(Stored data)
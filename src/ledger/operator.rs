use std::time::Duration;

use alloy::network::Ethereum;
use alloy::primitives::{Address, TxHash, U256};
use alloy::providers::PendingTransactionBuilder;
use alloy::sol;
use async_trait::async_trait;
use tracing::info;

use super::evm;
use super::{Ledger, LedgerError};
use crate::model::amount::format_tokens;
use crate::model::PoolId;

// ── Contract interfaces ─────────────────────────────────────────────

sol! {
    #[allow(missing_docs)]
    #[sol(rpc)]
    contract IOperator {
        function stake(address sponsorship, uint256 amountWei) external;
        function reduceStakeTo(address sponsorship, uint256 targetStakeWei) external;
        function payOutQueue(uint256 maxIterations) external;
        function withdrawEarningsFromSponsorships(address[] memory sponsorshipAddresses) external;
        function stakedInto(address sponsorship) external view returns (uint256);
        function queueIsEmpty() external view returns (bool);
    }
}

sol! {
    #[allow(missing_docs)]
    #[sol(rpc)]
    contract ISponsorship {
        function minimumStakeOf(address operator) external view returns (uint256);
        function lockedStakeWei(address operator) external view returns (uint256);
    }
}

// ── Operator contract client ────────────────────────────────────────

/// Live [`Ledger`] backed by the operator contract.
///
/// Read calls need only the RPC URL; transactions need the operator
/// owner's private key unless `dry_run` is set.
pub struct OperatorContract {
    operator: Address,
    rpc_url: String,
    private_key: Option<String>,
    dry_run: bool,
    confirmation_timeout: Duration,
}

impl OperatorContract {
    pub fn new(
        operator: Address,
        rpc_url: impl Into<String>,
        private_key: Option<String>,
        dry_run: bool,
        confirmation_timeout: Duration,
    ) -> Self {
        OperatorContract {
            operator,
            rpc_url: rpc_url.into(),
            private_key,
            dry_run,
            confirmation_timeout,
        }
    }

    fn private_key(&self, call: &str) -> Result<&str, LedgerError> {
        self.private_key.as_deref().ok_or_else(|| {
            LedgerError::Rejected(format!(
                "{call}: no private key configured (set AUTOSTAKER_PRIVATE_KEY or use --dry-run)"
            ))
        })
    }

    /// Await the receipt under the confirmation timeout; a reverted receipt
    /// is an error.
    async fn confirm(
        &self,
        call: &str,
        pending: PendingTransactionBuilder<Ethereum>,
    ) -> Result<Option<TxHash>, LedgerError> {
        let timeout = self.confirmation_timeout;
        let receipt = tokio::time::timeout(timeout, pending.get_receipt())
            .await
            .map_err(|_| LedgerError::Timeout {
                call: call.to_string(),
                timeout,
            })?
            .map_err(|e| LedgerError::rpc(call, e))?;

        if !receipt.status() {
            return Err(LedgerError::Reverted {
                call: call.to_string(),
                reason: format!(
                    "tx {:?} reverted (gas_used: {})",
                    receipt.transaction_hash, receipt.gas_used
                ),
            });
        }
        info!(call, tx = ?receipt.transaction_hash, "confirmed");
        Ok(Some(receipt.transaction_hash))
    }
}

#[async_trait]
impl Ledger for OperatorContract {
    async fn stake(&self, pool: PoolId, amount: U256) -> Result<Option<TxHash>, LedgerError> {
        const CALL: &str = "stake";
        if self.dry_run {
            info!(
                "[DRY RUN] would stake {} into {}",
                format_tokens(amount),
                evm::short_addr(&pool)
            );
            return Ok(None);
        }
        let provider = evm::signer_provider(self.private_key(CALL)?, &self.rpc_url)
            .map_err(|e| LedgerError::rpc(CALL, e))?;
        let operator = IOperator::new(self.operator, &provider);
        let pending = operator
            .stake(pool, amount)
            .send()
            .await
            .map_err(|e| LedgerError::rpc(CALL, e))?;
        self.confirm(CALL, pending).await
    }

    async fn reduce_stake_to(
        &self,
        pool: PoolId,
        target: U256,
    ) -> Result<Option<TxHash>, LedgerError> {
        const CALL: &str = "reduceStakeTo";
        if self.dry_run {
            info!(
                "[DRY RUN] would reduce stake in {} to {}",
                evm::short_addr(&pool),
                format_tokens(target)
            );
            return Ok(None);
        }
        let provider = evm::signer_provider(self.private_key(CALL)?, &self.rpc_url)
            .map_err(|e| LedgerError::rpc(CALL, e))?;
        let operator = IOperator::new(self.operator, &provider);
        let pending = operator
            .reduceStakeTo(pool, target)
            .send()
            .await
            .map_err(|e| LedgerError::rpc(CALL, e))?;
        self.confirm(CALL, pending).await
    }

    async fn pay_out_queue(&self, max_iterations: u32) -> Result<Option<TxHash>, LedgerError> {
        const CALL: &str = "payOutQueue";
        if self.dry_run {
            info!("[DRY RUN] would pay out undelegation queue ({max_iterations} iterations)");
            return Ok(None);
        }
        let provider = evm::signer_provider(self.private_key(CALL)?, &self.rpc_url)
            .map_err(|e| LedgerError::rpc(CALL, e))?;
        let operator = IOperator::new(self.operator, &provider);
        let pending = operator
            .payOutQueue(U256::from(max_iterations))
            .send()
            .await
            .map_err(|e| LedgerError::rpc(CALL, e))?;
        self.confirm(CALL, pending).await
    }

    async fn withdraw_earnings(&self, pools: &[PoolId]) -> Result<Option<TxHash>, LedgerError> {
        const CALL: &str = "withdrawEarningsFromSponsorships";
        if self.dry_run {
            info!("[DRY RUN] would withdraw earnings from {} sponsorships", pools.len());
            return Ok(None);
        }
        let provider = evm::signer_provider(self.private_key(CALL)?, &self.rpc_url)
            .map_err(|e| LedgerError::rpc(CALL, e))?;
        let operator = IOperator::new(self.operator, &provider);
        let pending = operator
            .withdrawEarningsFromSponsorships(pools.to_vec())
            .send()
            .await
            .map_err(|e| LedgerError::rpc(CALL, e))?;
        self.confirm(CALL, pending).await
    }

    async fn staked_into(&self, pool: PoolId) -> Result<U256, LedgerError> {
        let rp = evm::read_provider(&self.rpc_url).map_err(|e| LedgerError::rpc("stakedInto", e))?;
        IOperator::new(self.operator, &rp)
            .stakedInto(pool)
            .call()
            .await
            .map_err(|e| LedgerError::rpc("stakedInto", e))
    }

    async fn minimum_stake_of(&self, pool: PoolId) -> Result<U256, LedgerError> {
        let rp = evm::read_provider(&self.rpc_url)
            .map_err(|e| LedgerError::rpc("minimumStakeOf", e))?;
        ISponsorship::new(pool, &rp)
            .minimumStakeOf(self.operator)
            .call()
            .await
            .map_err(|e| LedgerError::rpc("minimumStakeOf", e))
    }

    async fn locked_stake(&self, pool: PoolId) -> Result<U256, LedgerError> {
        let rp = evm::read_provider(&self.rpc_url)
            .map_err(|e| LedgerError::rpc("lockedStakeWei", e))?;
        ISponsorship::new(pool, &rp)
            .lockedStakeWei(self.operator)
            .call()
            .await
            .map_err(|e| LedgerError::rpc("lockedStakeWei", e))
    }

    async fn queue_is_empty(&self) -> Result<bool, LedgerError> {
        let rp = evm::read_provider(&self.rpc_url)
            .map_err(|e| LedgerError::rpc("queueIsEmpty", e))?;
        IOperator::new(self.operator, &rp)
            .queueIsEmpty()
            .call()
            .await
            .map_err(|e| LedgerError::rpc("queueIsEmpty", e))
    }
}
use tracing::{info, warn};

use crate::ledger::Ledger;
use crate::model::config::AutoCollectConfig;
use crate::model::PoolId;

/// True when auto-collect is enabled and its interval has elapsed.
pub fn is_due(config: &AutoCollectConfig, last_collect: u64, now: u64) -> bool {
    config.enabled && now.saturating_sub(last_collect) >= config.interval_secs
}

/// Withdraw earnings from `pools`. Returns whether the collection went
/// through; a failure is logged and left for the next cycle.
pub async fn collect_earnings(ledger: &dyn Ledger, pools: &[PoolId]) -> bool {
    if pools.is_empty() {
        return true;
    }
    match ledger.withdraw_earnings(pools).await {
        Ok(tx) => {
            info!(pools = pools.len(), ?tx, "earnings withdrawn");
            true
        }
        Err(e) => {
            warn!("earnings withdrawal failed, retrying next cycle: {e}");
            false
        }
    }
}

## TASK OBJECTIVE
Among the entries, how many lines include the word "would"? Give only the number.

## SOLUTION TO THE EXERCISE
4